Karma is so complex a topic that trying to fathom the "working out of karma" is something on a scale so staggering that it is considered one of the Four Imponderables in Buddhism. Only a buddha can begin to navigate the intricacies, probabilities, and intrepidities of how any deed (action) will meet its many results.
Therefore, the comic above is very funny. Of course, we do not see things working out! We are, for one thing, looking on too infinitesimally small a timescale. For another, imagine just the balls on a billiard table. They are all more or less equal, except for positioning.
One ball bangs into them, and no one can predict where they will go -- not even the one with the stick banging one into the others in a very controlled setting. Now take the countless variables associated with any single deed -- the intention behind it, the thoughts after it, the unknowable impacts on others... It's just too much.
Even the Buddha, when he looked into the future, did not give an exact date when things would happen. But he did know that when this or that sign appear, the results are coming, and that was on a grand scale of collective karma.
More importantly he knew that it was not possible for bad karma (such as the breaking of the Five Precepts) to produce a welcome result. This seems like nonsense to us because we get pleasant results from breaking them all the time.
What we don't know is that that result is not the karmic result, the vipaka. When that resultant ripens, woe. If we knew that, what we shrink back from the unskillful, the unwholesome, and the unwise courses of action, of which there are ten, the Ten Courses of Unwholesome Action.
The Four Imponderables
- buddha-range of buddhas [i.e., the range of powers a Buddha develops as a result of becoming a buddha];
- jhana-range of one absorbed in jhanas (the meditation absorptions) [i.e., the range of powers that one may obtain while absorbed in the jhanas];
- [precise working out of the] results of karma;
- speculation about [the origin, etc., of] the cosmos.

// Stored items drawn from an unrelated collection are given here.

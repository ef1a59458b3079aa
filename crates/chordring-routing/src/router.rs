//! Greedy lookup router
//!
//! Each hop asks the ring for the successor of the target key directly
//! instead of walking finger tables, so a lookup settles after at most one
//! forward hop. Finger tables are still maintained for inspection; routing
//! over them would be a separate lookup strategy.

use crate::error::{Result, RoutingError};
use chordring_dht::{DhtError, Key, NodeId, RingMembership};
use serde::{Deserialize, Serialize};
use tracing::{debug, warn};

/// Outcome of a lookup
#[derive(Debug, Clone, PartialEq, Eq, Serialize, Deserialize)]
pub struct Route {
    /// Visited node ids, starting node first
    pub path: Vec<NodeId>,

    /// Node the lookup settled on
    pub terminal: NodeId,
}

impl Route {
    /// Number of forward hops taken
    pub fn hops(&self) -> usize {
        self.path.len().saturating_sub(1)
    }
}

/// Router statistics
#[derive(Debug, Default, Clone, PartialEq, Eq, Serialize, Deserialize)]
pub struct RouterStats {
    pub lookups: u64,
    pub total_hops: u64,
    pub longest_path: usize,
}

impl RouterStats {
    /// Average forward hops per lookup
    pub fn mean_hops(&self) -> f64 {
        if self.lookups == 0 {
            0.0
        } else {
            self.total_hops as f64 / self.lookups as f64
        }
    }

    fn record(&mut self, route: &Route) {
        self.lookups += 1;
        self.total_hops += route.hops() as u64;
        self.longest_path = self.longest_path.max(route.path.len());
    }
}

/// Lookup router
///
/// Only ever sees ring membership; it cannot read or write node storage.
#[derive(Debug, Default, Clone)]
pub struct Router {
    stats: RouterStats,
}

impl Router {
    /// Create a new router
    pub fn new() -> Self {
        Router {
            stats: RouterStats::default(),
        }
    }

    /// Route a lookup for `key` starting at node `start`
    ///
    /// Hops to the key's successor and stops once the current node is the
    /// successor, the successor is at or past the key, or the successor is
    /// the smallest member (the lookup wrapped around the ring). The loop is
    /// bounded by the ring size.
    pub fn route(&mut self, ring: &RingMembership, start: NodeId, key: Key) -> Result<Route> {
        let min = ring.min().ok_or(DhtError::EmptyRing)?;
        if !ring.contains(start) {
            return Err(DhtError::NodeNotFound(start).into());
        }
        ring.id_space().check(key)?;

        let limit = ring.len();
        let mut path = vec![start];
        let mut current = start;

        for _ in 0..limit {
            let succ = ring.successor_of(key)?;

            if succ == current {
                return Ok(self.settle(path, succ, key));
            }

            path.push(succ);

            if succ >= key || succ == min {
                return Ok(self.settle(path, succ, key));
            }

            current = succ;
        }

        warn!(start, key, limit, "lookup did not settle");
        Err(RoutingError::HopLimitExceeded { limit })
    }

    /// Get router statistics
    pub fn stats(&self) -> &RouterStats {
        &self.stats
    }

    /// Reset router statistics
    pub fn clear_stats(&mut self) {
        self.stats = RouterStats::default();
    }

    fn settle(&mut self, path: Vec<NodeId>, terminal: NodeId, key: Key) -> Route {
        let route = Route { path, terminal };
        self.stats.record(&route);
        debug!(key, terminal, hops = route.hops(), "lookup settled");
        route
    }
}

These four are imponderables that ought not to be speculated about [as doing so may lead one to become unhinged and nevertheless not understand them, when the path-of-practice that is the purification of the mind/heart is here and yields insight into all these things and why they are imponderable in the first place].
- NOTE: (SN 56.41 develops this speculation as the ten indeterminate).
Acinteyya literally means "that which cannot or should not be pondered or thought about, the unthinkable, the incomprehensible, the impenetrable, that which goes beyond the limits of thinking and over which therefore one should not ponder.
These Four Imponderables (unthinkables) are:
- the sphere of a buddha (buddha-visaya),
- the sphere of the meditative absorptions (jhāna-visaya),
- the sphere of karmic-results (kamma-vipāka),
- brooding over the world (loka-cintā), particularly over an absolute first beginning of it. (See A.IV.77).
SUTRA
"Therefore, O meditators, do not brood [fret, preoccupy, waste time, become distressed] over the world as to whether it is eternal or not eternal, finite or infinite (limited or endless)...
"Such brooding, O meditators, is senseless, has nothing to do with genuine good conduct (see ādibrahmacariyaka-sīla, "supreme or higher morality"), does not lead to turning away, letting go, extinction [of delusion and suffering], nor to peace, full comprehension, awakening (enlightenment), and nirvana, and so on" (S.56.41).
"Such brooding, O meditators, is senseless, has nothing to do with genuine good conduct (see ādibrahmacariyaka-sīla, "supreme or higher morality"), does not lead to turning away, letting go, extinction [of delusion and suffering], nor to peace, full comprehension, awakening (enlightenment), and nirvana, and so on" (S.56.41).